(EXERCISE INSTRUCTIONS)
Line by line, retype the material below exactly, from its first line up to and including the one holding "use std::path::Path;".

(RECORDS PROVIDED)
======

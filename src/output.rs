//! Export of aggregate tables.
//!
//! Macrodata CSV (optionally gzip-compressed), heatmap pivot CSV and JSON
//! section reports. Missing metrics are written as empty CSV fields.

use crate::engine::{AggregateTable, Pivot};
use crate::error::Result;
use csv::WriterBuilder;
use flate2::Compression;
use flate2::write::GzEncoder;
use serde::Serialize;
use std::fs::File;
use std::io::{BufWriter, Write};
use std::path::Path;
use tracing::{debug, info};

/// Column order of the macrodata export.
pub const MACRODATA_HEADER: [&str; 6] = [
    "start_time",
    "start_space",
    "avg_speed",
    "density",
    "flow",
    "vehicle_count",
];

/// Logs the aggregate table using Rust's debug pretty-print format.
pub fn print_pretty(table: &AggregateTable) {
    debug!("{:#?}", table);
}

/// Serializes the table as macrodata CSV into any writer.
pub fn write_table_to<W: Write>(writer: W, table: &AggregateTable) -> Result<()> {
    let mut writer = WriterBuilder::new().has_headers(false).from_writer(writer);

    writer.write_record(MACRODATA_HEADER)?;
    for record in table {
        writer.serialize(record)?;
    }
    writer.flush()?;

    Ok(())
}

/// Writes the table to `path`, replacing any existing file.
///
/// With `gzip` the CSV is compressed and `.gz` is appended to the path if
/// not already present. Returns the path actually written.
pub fn write_table(path: &str, table: &AggregateTable, gzip: bool) -> Result<String> {
    let path = if gzip && !path.ends_with(".gz") {
        format!("{}.gz", path)
    } else {
        path.to_string()
    };
    create_parent(&path)?;

    let file = BufWriter::new(File::create(&path)?);
    if gzip {
        let mut encoder = GzEncoder::new(file, Compression::default());
        write_table_to(&mut encoder, table)?;
        encoder.finish()?.flush()?;
    } else {
        write_table_to(file, table)?;
    }

    info!(path = %path, rows = table.len(), gzip, "Macrodata written");
    Ok(path)
}

/// Serializes a pivot as CSV: `start_space` then one column per start time.
pub fn write_pivot_to<W: Write>(writer: W, pivot: &Pivot) -> Result<()> {
    let mut writer = WriterBuilder::new().has_headers(false).from_writer(writer);

    let mut header = vec!["start_space".to_string()];
    header.extend(pivot.start_times.iter().map(|t| t.to_string()));
    writer.write_record(&header)?;

    for (space, row) in pivot.start_spaces.iter().zip(&pivot.values) {
        let mut fields = vec![space.to_string()];
        fields.extend(row.iter().map(|v| v.map(|x| x.to_string()).unwrap_or_default()));
        writer.write_record(&fields)?;
    }
    writer.flush()?;

    Ok(())
}

pub fn write_pivot(path: &str, pivot: &Pivot) -> Result<()> {
    create_parent(path)?;
    write_pivot_to(BufWriter::new(File::create(path)?), pivot)?;
    info!(
        path,
        metric = pivot.metric.name(),
        rows = pivot.start_spaces.len(),
        cols = pivot.start_times.len(),
        "Heatmap matrix written"
    );
    Ok(())
}

/// Writes any serializable value as pretty-printed JSON.
pub fn write_json(path: &str, value: &impl Serialize) -> Result<()> {
    create_parent(path)?;
    let file = BufWriter::new(File::create(path)?);
    serde_json::to_writer_pretty(file, value)?;
    debug!(path, "JSON written");
    Ok(())
}

fn create_parent(path: &str) -> Result<()> {
    if let Some(parent) = Path::new(path).parent() {
        if !parent.as_os_str().is_empty() {
            std::fs::create_dir_all(parent)?;
        }
    }
    Ok(())
}
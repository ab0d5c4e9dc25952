use crate::engine::grid::Cell;
use crate::engine::index::VehicleIndex;
use crate::engine::types::AggregateRecord;

/// Density is reported per kilometre.
const DENSITY_FACTOR: f64 = 1000.0;
/// Flow is reported per hour.
const FLOW_FACTOR: f64 = 3600.0;

/// Running totals over the vehicles that traversed one cell.
#[derive(Debug, Default, Clone, Copy, PartialEq)]
pub struct CellAccumulator {
    pub distance: f64,
    pub time_spent: f64,
    pub matched: usize,
}

impl CellAccumulator {
    /// Metrics for the cell, or `None` when nothing qualified.
    pub fn metrics(&self, window_area: f64) -> Option<(f64, f64, f64)> {
        if self.matched == 0 || self.time_spent <= 0.0 {
            return None;
        }
        Some((
            self.distance / self.time_spent,
            self.time_spent * DENSITY_FACTOR / window_area,
            self.distance * FLOW_FACTOR / window_area,
        ))
    }
}

/// Accumulates every vehicle whose first and last in-cell samples (in row
/// order) are strictly increasing in time. Distance is signed.
pub fn accumulate(cell: &Cell, index: &VehicleIndex, time_scale: f64) -> CellAccumulator {
    let t0 = cell.start_time as f64;
    let t1 = cell.end_time as f64;
    let mut acc = CellAccumulator::default();

    for track in index.tracks() {
        let (first, last) = track.time_span();
        if last < t0 || first > t1 {
            continue;
        }
        let Some((entry, exit)) = track.entry_exit(t0, t1, cell.start_space, cell.end_space)
        else {
            continue;
        };

        if exit.time > entry.time {
            acc.distance += exit.position - entry.position;
            acc.time_spent += (exit.time - entry.time) * time_scale;
            acc.matched += 1;
        }
    }

    acc
}

pub fn aggregate_cell(
    cell: &Cell,
    index: &VehicleIndex,
    time_scale: f64,
    window_area: f64,
) -> AggregateRecord {
    let acc = accumulate(cell, index, time_scale);
    let metrics = acc.metrics(window_area);

    AggregateRecord {
        start_time: cell.start_time as f64 * time_scale,
        start_space: cell.start_space,
        avg_speed: metrics.map(|m| m.0),
        density: metrics.map(|m| m.1),
        flow: metrics.map(|m| m.2),
        vehicle_count: acc.matched,
    }
}
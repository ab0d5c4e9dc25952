//! Delimited-text decoder for trajectory samples.
//!
//! Accepts comma (or any single-byte) delimited text with an optional header
//! row, and whitespace-separated text. Gzip payloads are detected by their
//! magic bytes and decompressed first.

use crate::error::{GridError, Result};
use crate::trajectory::TrajectoryTable;
use flate2::read::GzDecoder;
use std::io::Read;
use tracing::debug;

const GZIP_MAGIC: [u8; 2] = [0x1f, 0x8b];

#[derive(Debug, Clone, Copy, PartialEq, Eq)]
pub enum Delimiter {
    Byte(u8),
    /// Runs of spaces or tabs.
    Whitespace,
}

#[derive(Debug, Clone, Copy, PartialEq, Eq)]
pub struct ParseOptions {
    pub delimiter: Delimiter,
    pub has_header: bool,
}

impl Default for ParseOptions {
    fn default() -> Self {
        Self {
            delimiter: Delimiter::Byte(b','),
            has_header: true,
        }
    }
}

/// Decodes `bytes` into a rectangular numeric array.
///
/// Empty fields decode as NaN; the engine only rejects them if they sit in a
/// column it reads.
///
/// # Errors
///
/// Returns [`GridError::InvalidInput`] for a non-numeric field or ragged rows,
/// and [`GridError::Io`] / [`GridError::Csv`] if the payload cannot be read.
pub fn parse_trajectories(bytes: &[u8], options: &ParseOptions) -> Result<TrajectoryTable> {
    let text = if bytes.starts_with(&GZIP_MAGIC) {
        let mut out = Vec::new();
        GzDecoder::new(bytes).read_to_end(&mut out)?;
        debug!(compressed = bytes.len(), decompressed = out.len(), "Gzip payload inflated");
        out
    } else {
        bytes.to_vec()
    };

    let rows = match options.delimiter {
        Delimiter::Byte(d) => parse_delimited(&text, d, options.has_header)?,
        Delimiter::Whitespace => parse_whitespace(&text, options.has_header)?,
    };
    debug!(rows = rows.len(), "Trajectory rows decoded");

    TrajectoryTable::from_rows(rows)
}

fn parse_delimited(text: &[u8], delimiter: u8, has_header: bool) -> Result<Vec<Vec<f64>>> {
    let mut rdr = csv::ReaderBuilder::new()
        .delimiter(delimiter)
        .has_headers(has_header)
        .flexible(true)
        .trim(csv::Trim::All)
        .from_reader(text);

    let mut rows = Vec::new();
    for (i, result) in rdr.records().enumerate() {
        let record = result?;
        let row = record
            .iter()
            .enumerate()
            .map(|(col, field)| parse_field(field, i, col))
            .collect::<Result<Vec<_>>>()?;
        rows.push(row);
    }
    Ok(rows)
}

fn parse_whitespace(text: &[u8], has_header: bool) -> Result<Vec<Vec<f64>>> {
    let text = std::str::from_utf8(text)
        .map_err(|e| GridError::invalid(format!("input is not valid UTF-8: {}", e)))?;

    text.lines()
        .filter(|l| !l.trim().is_empty())
        .skip(usize::from(has_header))
        .enumerate()
        .map(|(i, line)| {
            line.split_whitespace()
                .enumerate()
                .map(|(col, field)| parse_field(field, i, col))
                .collect::<Result<Vec<_>>>()
        })
        .collect()
}

fn parse_field(field: &str, row: usize, col: usize) -> Result<f64> {
    if field.is_empty() {
        return Ok(f64::NAN);
    }
    field.parse::<f64>().map_err(|_| {
        GridError::invalid(format!(
            "non-numeric value {:?} at row {}, column {}",
            field, row, col
        ))
    })
}
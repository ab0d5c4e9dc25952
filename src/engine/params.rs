use crate::error::{GridError, Result};
use crate::trajectory::ColumnMap;
use serde::{Deserialize, Serialize};

pub const DEFAULT_VEHICLE_COLUMN: usize = 0;
pub const DEFAULT_TIME_COLUMN: usize = 1;
pub const DEFAULT_POSITION_COLUMN: usize = 3;
/// Raw time units per window (600 frames at 0.1 s = one minute).
pub const DEFAULT_TIME_STEP: i64 = 600;
pub const DEFAULT_SPACE_STEP: i64 = 100;
/// Seconds per raw time unit.
pub const DEFAULT_TIME_SCALE: f64 = 0.1;

/// Binning parameters for one aggregation run.
///
/// Loaded from JSON, any field may be omitted and falls back to its default:
/// ```json
/// {
///   "time_column": 1,
///   "time_step": 300,
///   "time_scale": 0.1
/// }
/// ```
#[derive(Debug, Clone, Copy, PartialEq, Serialize, Deserialize)]
#[serde(default, deny_unknown_fields)]
pub struct GridParams {
    pub vehicle_column: usize,
    pub time_column: usize,
    pub position_column: usize,
    pub time_step: i64,
    pub space_step: i64,
    pub time_scale: f64,
}

impl Default for GridParams {
    fn default() -> Self {
        Self {
            vehicle_column: DEFAULT_VEHICLE_COLUMN,
            time_column: DEFAULT_TIME_COLUMN,
            position_column: DEFAULT_POSITION_COLUMN,
            time_step: DEFAULT_TIME_STEP,
            space_step: DEFAULT_SPACE_STEP,
            time_scale: DEFAULT_TIME_SCALE,
        }
    }
}

impl GridParams {
    /// Loads parameters from a JSON file at `path`.
    pub fn load(path: &str) -> Result<Self> {
        let content = std::fs::read_to_string(path)?;
        Ok(serde_json::from_str(&content)?)
    }

    pub fn columns(&self) -> ColumnMap {
        ColumnMap {
            vehicle: self.vehicle_column,
            time: self.time_column,
            position: self.position_column,
        }
    }

    /// Normalization denominator for density and flow.
    pub fn window_area(&self) -> f64 {
        self.time_step as f64 * self.space_step as f64 * self.time_scale
    }

    pub fn validate(&self) -> Result<()> {
        if self.time_step <= 0 {
            return Err(GridError::invalid(format!(
                "time_step must be positive, got {}",
                self.time_step
            )));
        }
        if self.space_step <= 0 {
            return Err(GridError::invalid(format!(
                "space_step must be positive, got {}",
                self.space_step
            )));
        }
        if !(self.time_scale.is_finite() && self.time_scale > 0.0) {
            return Err(GridError::invalid(format!(
                "time_scale must be a positive finite number, got {}",
                self.time_scale
            )));
        }
        Ok(())
    }
}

======

(TASK RESPONSE)
filename src/output.rs
//! Export of aggregate tables.
//!
//! Macrodata CSV (optionally gzip-compressed), heatmap pivot CSV and JSON
//! section reports. Missing metrics are written as empty CSV fields.

use crate::engine::{AggregateTable, Pivot};
use crate::error::Result;
use csv::WriterBuilder;
use flate2::Compression;
use flate2::write::GzEncoder;
use serde::Serialize;
use std::fs::File;
use std::io::{BufWriter, Write};
use std::path::Path;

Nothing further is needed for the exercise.